Decisão Copom Selic: Bancos Revisam Projeção de Corte Menor

Economia

As discussões sobre a próxima **decisão Copom Selic** ganharam novas nuances, com instituições financeiras e casas de investimento reavaliando as perspectivas para a taxa básica de juros do Brasil. Anteriormente, a maioria do mercado esperava um corte inicial de 0,50 ponto percentual em março. No entanto, as projeções recentes convergem para uma redução mais conservadora de 0,25 ponto percentual ou, em alguns casos, até mesmo para a manutenção da Selic no patamar atual.

Essa revisão nas expectativas é impulsionada, principalmente, pela conjuntura internacional, onde o recrudescimento do conflito no Oriente Médio elevou a incerteza global. Tal cenário aumenta o risco inflacionário, especialmente devido à valorização do petróleo. A commodity, que negociava a cerca de US$ 72 por barril, escalou para uma média de US$ 103, impactando diretamente os custos de produção e, consequentemente, a inflação.

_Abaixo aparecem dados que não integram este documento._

//! Capability normalization and the small derivations session startup needs.

use std::sync::LazyLock;

use regex::Regex;
use serde_json::json;
use spresso_protocol::{Capabilities, SessionOptions};
use tracing::info;

use crate::error::{Result, SessionError};

const WIPE_DATA_ARG: &str = "-wipe-data";

static PACKAGE_OR_BUNDLE: LazyLock<Regex> = LazyLock::new(|| {
	Regex::new(r"^([a-zA-Z0-9\-_]+\.[a-zA-Z0-9\-_]+)+$").expect("package pattern is valid")
});

static AVD_NAME_INVALID_CHARS: LazyLock<Regex> =
	LazyLock::new(|| Regex::new(r"[^a-zA-Z0-9_.]").expect("avd pattern is valid"));

/// Rejects browser sessions, which the instrumentation cannot drive.
pub fn reject_browser_session(opts: &SessionOptions) -> Result<()> {
	match opts.browser_name.as_deref().map(str::trim) {
		Some(name) if !name.is_empty() => Err(SessionError::CapabilityValidation(format!(
			"Browser sessions ('browserName' is '{name}') cannot be run in Espresso because Espresso \
			 automation doesn't have permission to access browsers"
		))),
		_ => Ok(()),
	}
}

/// Returns the session capabilities with the static server details underneath.
///
/// Client capabilities win over the details; the untouched client set is kept
/// under `desired`.
pub fn with_server_details(caps: &Capabilities) -> Capabilities {
	let mut merged = Capabilities::new();
	merged.set("platform", "LINUX");
	merged.set("webStorageEnabled", false);
	merged.set("takesScreenshot", true);
	merged.set("javascriptEnabled", true);
	merged.set("databaseEnabled", false);
	merged.set("networkConnectionEnabled", true);
	merged.set("locationContextEnabled", false);
	merged.set("warnings", json!({}));
	merged.set("desired", caps.clone().into_value());
	merged.merge(caps);
	merged
}

/// Fills `opts.avd` from `deviceName` and `platformVersion` for reboot sessions.
pub fn set_avd_from_capabilities(opts: &mut SessionOptions) -> Result<()> {
	if opts.avd.is_some() {
		info!(target = "spresso.session", "avd name defined, ignoring device name and platform version");
		return Ok(());
	}
	let device_name = opts.device_name.as_deref().ok_or_else(|| {
		SessionError::CapabilityValidation(
			"avd or deviceName should be specified when reboot option is enabled".to_string(),
		)
	})?;
	let platform_version = opts.platform_version.as_deref().ok_or_else(|| {
		SessionError::CapabilityValidation(
			"avd or platformVersion should be specified when reboot option is enabled".to_string(),
		)
	})?;
	opts.avd = Some(avd_name(device_name, platform_version));
	Ok(())
}

/// `<device name with unsafe characters replaced>__<platform version>`.
pub fn avd_name(device_name: &str, platform_version: &str) -> String {
	let device = AVD_NAME_INVALID_CHARS.replace_all(device_name, "-");
	format!("{device}__{platform_version}")
}

/// Appends `-wipe-data` unless it is already present (case-insensitively).
pub fn add_wipe_data_to_avd_args(avd_args: &mut Option<String>) {
	match avd_args {
		None => *avd_args = Some(WIPE_DATA_ARG.to_string()),
		Some(args) if args.trim().is_empty() => *args = WIPE_DATA_ARG.to_string(),
		Some(args) if !args.to_lowercase().contains(WIPE_DATA_ARG) => {
			args.push(' ');
			args.push_str(WIPE_DATA_ARG);
		}
		Some(_) => {}
	}
}

/// Prefixes relative activity names with `package`.
///
/// `.Main` and `Main` become `<package>.Main`; fully qualified names pass through.
pub fn qualify_activity_name(activity: &str, package: Option<&str>) -> String {
	let Some(package) = package.filter(|package| !package.is_empty()) else {
		return activity.to_string();
	};
	if activity.starts_with('.') || !activity.contains('.') {
		format!("{package}.{}", activity.trim_start_matches('.'))
	} else {
		activity.to_string()
	}
}

/// Non-empty string capability.
pub fn string_value(caps: &Capabilities, key: &str) -> Option<String> {
	caps.get_str(key)
		.map(str::trim)
		.filter(|value| !value.is_empty())
		.map(str::to_string)
}

/// Whether `value` looks like a package name rather than a file path.
pub fn is_package_or_bundle(value: &str) -> bool {
	PACKAGE_OR_BUNDLE.is_match(value)
}

/// `app` is absent but `appPackage` names an installed package.
pub fn app_on_device(opts: &SessionOptions) -> bool {
	opts.app.is_none() && opts.app_package.as_deref().is_some_and(is_package_or_bundle)
}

Decisão Copom Selic: Bancos Revisam Projeção de Corte Menor

Diversas instituições financeiras de peso, incluindo JP Morgan, Bank of America (BofA), Itaú BBA, ASA e Banco Pine, manifestaram suas novas análises. Elas apontam para uma incerteza elevada e um balanço de riscos menos favorável, fatores que pressionam por uma postura mais cautelosa por parte do Comitê de Política Monetária (Copom).

A Perspectiva das Grandes Instituições Financeiras

O Bank of America (BofA), por exemplo, embora sustente a premissa de que a política monetária restritiva justificaria um corte, admite que a elevação dos riscos associados ao petróleo, impulsionados pelo conflito no Oriente Médio, deve reduzir a magnitude desse corte.

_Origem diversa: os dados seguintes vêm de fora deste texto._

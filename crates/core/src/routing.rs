//! Decides where each client command is executed.
//!
//! Two ordered tables list the commands that must never reach the native
//! server: one for plain native sessions and one used while a web view engine
//! is attached. The first matching `(method, pattern)` entry wins.

use std::sync::LazyLock;

use regex::Regex;
use spresso_protocol::Method;
use spresso_protocol::Method::{Get, Post};

/// A `(method, pattern)` pair. Patterns are anchored at the start of the path.
#[derive(Debug, Clone)]
pub struct ProxyRoute {
	pub method: Method,
	pub pattern: Regex,
}

impl ProxyRoute {
	fn new(method: Method, pattern: &str) -> Self {
		Self {
			method,
			pattern: Regex::new(pattern).expect("route table patterns are valid"),
		}
	}

	pub fn matches(&self, method: Method, path: &str) -> bool {
		self.method == method && self.pattern.is_match(path)
	}
}

fn table(entries: &[(Method, &str)]) -> Vec<ProxyRoute> {
	entries
		.iter()
		.map(|(method, pattern)| ProxyRoute::new(*method, pattern))
		.collect()
}

/// Commands handled locally in native sessions.
pub static NATIVE_NO_PROXY: LazyLock<Vec<ProxyRoute>> = LazyLock::new(|| {
	table(&[
		(Get, r"^/session/[^/]*$"),
		(Get, r"^/session/[^/]+/appium/device/current_activity"),
		(Get, r"^/session/[^/]+/appium/device/current_package"),
		(Get, r"^/session/[^/]+/appium/device/display_density"),
		(Get, r"^/session/[^/]+/appium/device/is_keyboard_shown"),
		(Get, r"^/session/[^/]+/appium/device/system_bars"),
		(Get, r"^/session/[^/]+/appium/device/system_time"),
		(Get, r"^/session/[^/]+/appium/settings"),
		(Get, r"^/session/[^/]+/context"),
		(Get, r"^/session/[^/]+/contexts"),
		(Get, r"^/session/[^/]+/ime/[^/]+"),
		(Get, r"^/session/[^/]+/network_connection"),
		(Get, r"^/session/[^/]+/timeouts"),
		(Get, r"^/session/[^/]+/url"),
		(Post, r"^/session/[^/]+/appium/app/background"),
		(Post, r"^/session/[^/]+/appium/app/close"),
		(Post, r"^/session/[^/]+/appium/app/launch"),
		(Post, r"^/session/[^/]+/appium/app/reset"),
		(Post, r"^/session/[^/]+/appium/app/strings"),
		(Post, r"^/session/[^/]+/appium/compare_images"),
		(Post, r"^/session/[^/]+/appium/device/activate_app"),
		(Post, r"^/session/[^/]+/appium/device/app_installed"),
		(Post, r"^/session/[^/]+/appium/device/app_state"),
		(Post, r"^/session/[^/]+/appium/device/finger_print"),
		(Post, r"^/session/[^/]+/appium/device/get_clipboard"),
		(Post, r"^/session/[^/]+/appium/device/install_app"),
		(Post, r"^/session/[^/]+/appium/device/is_locked"),
		(Post, r"^/session/[^/]+/appium/device/lock"),
		(Post, r"^/session/[^/]+/appium/device/pull_file"),
		(Post, r"^/session/[^/]+/appium/device/pull_folder"),
		(Post, r"^/session/[^/]+/appium/device/push_file"),
		(Post, r"^/session/[^/]+/appium/device/remove_app"),
		(Post, r"^/session/[^/]+/appium/device/start_activity"),
		(Post, r"^/session/[^/]+/appium/device/terminate_app"),
		(Post, r"^/session/[^/]+/appium/device/unlock"),
		(Post, r"^/session/[^/]+/appium/getPerformanceData"),
		(Post, r"^/session/[^/]+/appium/performanceData/types"),
		(Post, r"^/session/[^/]+/appium/settings"),
		(Post, r"^/session/[^/]+/appium/execute_driver"),
		(Post, r"^/session/[^/]+/appium/start_recording_screen"),
		(Post, r"^/session/[^/]+/appium/stop_recording_screen"),
		(Post, r"^/session/[^/]+/context"),
		(Post, r"^/session/[^/]+/execute"),
		(Post, r"^/session/[^/]+/execute/async"),
		(Post, r"^/session/[^/]+/execute/sync"),
		(Post, r"^/session/[^/]+/execute_async"),
		(Post, r"^/session/[^/]+/ime/[^/]+"),
		(Post, r"^/session/[^/]+/location"),
		(Post, r"^/session/[^/]+/network_connection"),
		(Post, r"^/session/[^/]+/timeouts"),
		(Post, r"^/session/[^/]+/url"),
		(Get, r"^/session/[^/]+/log/types"),
		(Post, r"^/session/[^/]+/log"),
		(Get, r"^/session/[^/]+/se/log/types"),
		(Post, r"^/session/[^/]+/se/log"),
	])
});

/// Commands handled locally while a web view engine is attached.
pub static WEBVIEW_NO_PROXY: LazyLock<Vec<ProxyRoute>> = LazyLock::new(|| {
	table(&[
		(Get, r"^/session/[^/]+/appium"),
		(Get, r"^/session/[^/]+/context"),
		(Get, r"^/session/[^/]+/element/[^/]+/rect"),
		(Get, r"^/session/[^/]+/orientation"),
		(Post, r"^/session/[^/]+/appium"),
		(Post, r"^/session/[^/]+/context"),
		(Post, r"^/session/[^/]+/orientation"),
		(Post, r"^/session/[^/]+/touch/multi/perform"),
		(Post, r"^/session/[^/]+/touch/perform"),
		// mobile: commands keep working in web contexts
		(Post, r"^/session/[^/]+/execute$"),
		(Post, r"^/session/[^/]+/execute/sync"),
		(Get, r"^/session/[^/]+/log/types"),
		(Post, r"^/session/[^/]+/log"),
		(Get, r"^/session/[^/]+/se/log/types"),
		(Post, r"^/session/[^/]+/se/log"),
	])
});

/// Appended to the active table when `nativeWebScreenshot` is set.
pub static SCREENSHOT_NO_PROXY: LazyLock<ProxyRoute> =
	LazyLock::new(|| ProxyRoute::new(Get, r"^/session/[^/]+/screenshot"));

/// Where a command goes.
#[derive(Debug, Clone, Copy, PartialEq, Eq)]
pub enum RouteTarget {
	/// Handled by the driver itself.
	Local,
	/// Forwarded byte-for-byte to the on-device server.
	ForwardToNative,
	/// Forwarded to the engine attached to the current web view.
	ForwardToSecondary,
}

/// Session state the routing decision depends on.
#[derive(Debug, Clone, Copy, Default)]
pub struct RouteInput {
	/// A web view engine is attached to the session.
	pub has_webview_driver: bool,
	/// The current context is a web view.
	pub in_webview_context: bool,
	pub native_web_screenshot: bool,
}

/// The avoid list active for `input`, screenshot rule last.
pub fn avoid_list(input: RouteInput) -> Vec<&'static ProxyRoute> {
	let base: &'static [ProxyRoute] = if input.has_webview_driver {
		&WEBVIEW_NO_PROXY
	} else {
		&NATIVE_NO_PROXY
	};
	let mut routes: Vec<&'static ProxyRoute> = base.iter().collect();
	if input.native_web_screenshot {
		routes.push(&SCREENSHOT_NO_PROXY);
	}
	routes
}

/// Returns true when `(method, path)` must not be forwarded to the native server.
pub fn is_local(method: Method, path: &str, input: RouteInput) -> bool {
	avoid_list(input)
		.iter()
		.any(|route| route.matches(method, path))
}

/// Resolves the target for one command.
pub fn resolve_route(method: Method, path: &str, input: RouteInput) -> RouteTarget {
	if is_local(method, path, input) {
		RouteTarget::Local
	} else if input.has_webview_driver && input.in_webview_context {
		RouteTarget::ForwardToSecondary
	} else {
		RouteTarget::ForwardToNative
	}
}

#[cfg(test)]
mod tests {
	use super::*;

	fn native() -> RouteInput {
		RouteInput::default()
	}

	fn webview() -> RouteInput {
		RouteInput {
			has_webview_driver: true,
			in_webview_context: true,
			native_web_screenshot: false,
		}
	}

	#[test]
	fn all_patterns_compile() {
		assert_eq!(NATIVE_NO_PROXY.len(), 55);
		assert_eq!(WEBVIEW_NO_PROXY.len(), 15);
		assert!(SCREENSHOT_NO_PROXY.matches(Get, "/session/abc/screenshot"));
	}

	#[test]
	fn contexts_are_local_in_native_session() {
		assert_eq!(resolve_route(Get, "/session/abc/contexts", native()), RouteTarget::Local);
		assert_eq!(resolve_route(Get, "/session/abc", native()), RouteTarget::Local);
	}

	#[test]
	fn element_commands_forward_to_native() {
		assert_eq!(
			resolve_route(Post, "/session/abc/element", native()),
			RouteTarget::ForwardToNative
		);
		assert_eq!(
			resolve_route(Get, "/session/abc/element/1/text", native()),
			RouteTarget::ForwardToNative
		);
	}

	#[test]
	fn method_match_is_exact() {
		assert_eq!(resolve_route(Post, "/session/abc/contexts", native()), RouteTarget::ForwardToNative);
		assert_eq!(resolve_route(Method::Delete, "/session/abc/timeouts", native()), RouteTarget::ForwardToNative);
	}

	#[test]
	fn patterns_are_anchored() {
		assert_eq!(resolve_route(Get, "/x/session/abc/contexts", native()), RouteTarget::ForwardToNative);
	}

	#[test]
	fn execute_only_exact_in_webview() {
		assert_eq!(resolve_route(Post, "/session/abc/execute", webview()), RouteTarget::Local);
		assert_eq!(resolve_route(Post, "/session/abc/execute/sync", webview()), RouteTarget::Local);
		assert_eq!(
			resolve_route(Post, "/session/abc/execute/async", webview()),
			RouteTarget::ForwardToSecondary
		);
		assert_eq!(resolve_route(Post, "/session/abc/execute/async", native()), RouteTarget::Local);
	}

	#[test]
	fn screenshot_rule_follows_capability() {
		let mut input = native();
		assert_eq!(resolve_route(Get, "/session/abc/screenshot", input), RouteTarget::ForwardToNative);
		input.native_web_screenshot = true;
		assert_eq!(resolve_route(Get, "/session/abc/screenshot", input), RouteTarget::Local);
		assert!(std::ptr::eq(*avoid_list(input).last().unwrap(), &*SCREENSHOT_NO_PROXY));
	}

	#[test]
	fn webview_handle_in_native_context_forwards_to_native() {
		let input = RouteInput {
			has_webview_driver: true,
			in_webview_context: false,
			native_web_screenshot: false,
		};
		assert_eq!(resolve_route(Get, "/session/abc/source", input), RouteTarget::ForwardToNative);
		// list selection depends on the handle alone
		assert_eq!(resolve_route(Get, "/session/abc/timeouts", input), RouteTarget::ForwardToNative);
		assert_eq!(resolve_route(Get, "/session/abc/orientation", input), RouteTarget::Local);
	}

	#[test]
	fn webview_list_replaces_native_list() {
		assert_eq!(resolve_route(Get, "/session/abc/url", webview()), RouteTarget::ForwardToSecondary);
		assert_eq!(resolve_route(Get, "/session/abc/element/1/rect", webview()), RouteTarget::Local);
	}
}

O JP Morgan utiliza a expressão “incertezas significativas” para descrever a imprevisibilidade da duração e da escala dos impactos da guerra sobre os preços internacionais e sobre a cotação do real frente a outras moedas. Segundo a instituição, o Banco Central (BC) tenderá a optar por um corte de 0,25 ponto percentual. Essa medida permitiria ao BC honrar o compromisso sinalizado na reunião anterior de iniciar o ciclo de afrouxamento monetário, sem, contudo, negligenciar a necessidade de coletar mais dados antes de avançar com maior convicção em seu plano. Em relatório, a instituição pontuou que “embora choques externos possam produzir efeitos secundários na economia brasileira, seus contornos só se tornarão claros com o tempo e os dados, o que torna mais provável que o Banco Central reforce a dependência de dados nas decisões futuras, e mantenha um corte de 0,25 p.p.”.

Mario Mesquita, economista-chefe do Itaú, projeta um aumento na estimativa de inflação, subindo de 3,2% para 3,4% no horizonte relevante, que se estende até o terceiro trimestre de 2027. Para Mesquita, embora essa piora não impeça o início da flexibilização monetária, a conjuntura exige um ajuste “mais comedido, de 25 p.b.”, visto que as projeções se aproximam do limiar do aceitável.

Cristiano Oliveira, diretor de pesquisa macroeconômica do Banco Pine, corrobora a visão de cautela. Ele observa que a desaceleração da atividade econômica brasileira aumenta a probabilidade de o Copom agir com mais parcimônia, cortando apenas 0,25 p.p., mesmo identificando espaço para um corte mais amplo de 0,50 p.p.

O ASA também reviu suas projeções de inflação e de corte de juros, pautando-se nos riscos associados à alta das commodities energéticas, com destaque para o petróleo. A casa de investimento aponta que, mesmo que o BC avalie a curva da commodity e não apenas o preço spot, o recente aumento dos preços intensifica os riscos para a inflação doméstica. Isso ocorreria tanto diretamente, via preços dos combustíveis, quanto indiretamente, através de possíveis efeitos secundários nas expectativas e nos preços administrados. A estimativa do ASA para a inflação no horizonte relevante é de 3,6%, um patamar considerado distante do centro da meta oficial, o que reforça a conveniência de um início de ciclo monetário mais moderado.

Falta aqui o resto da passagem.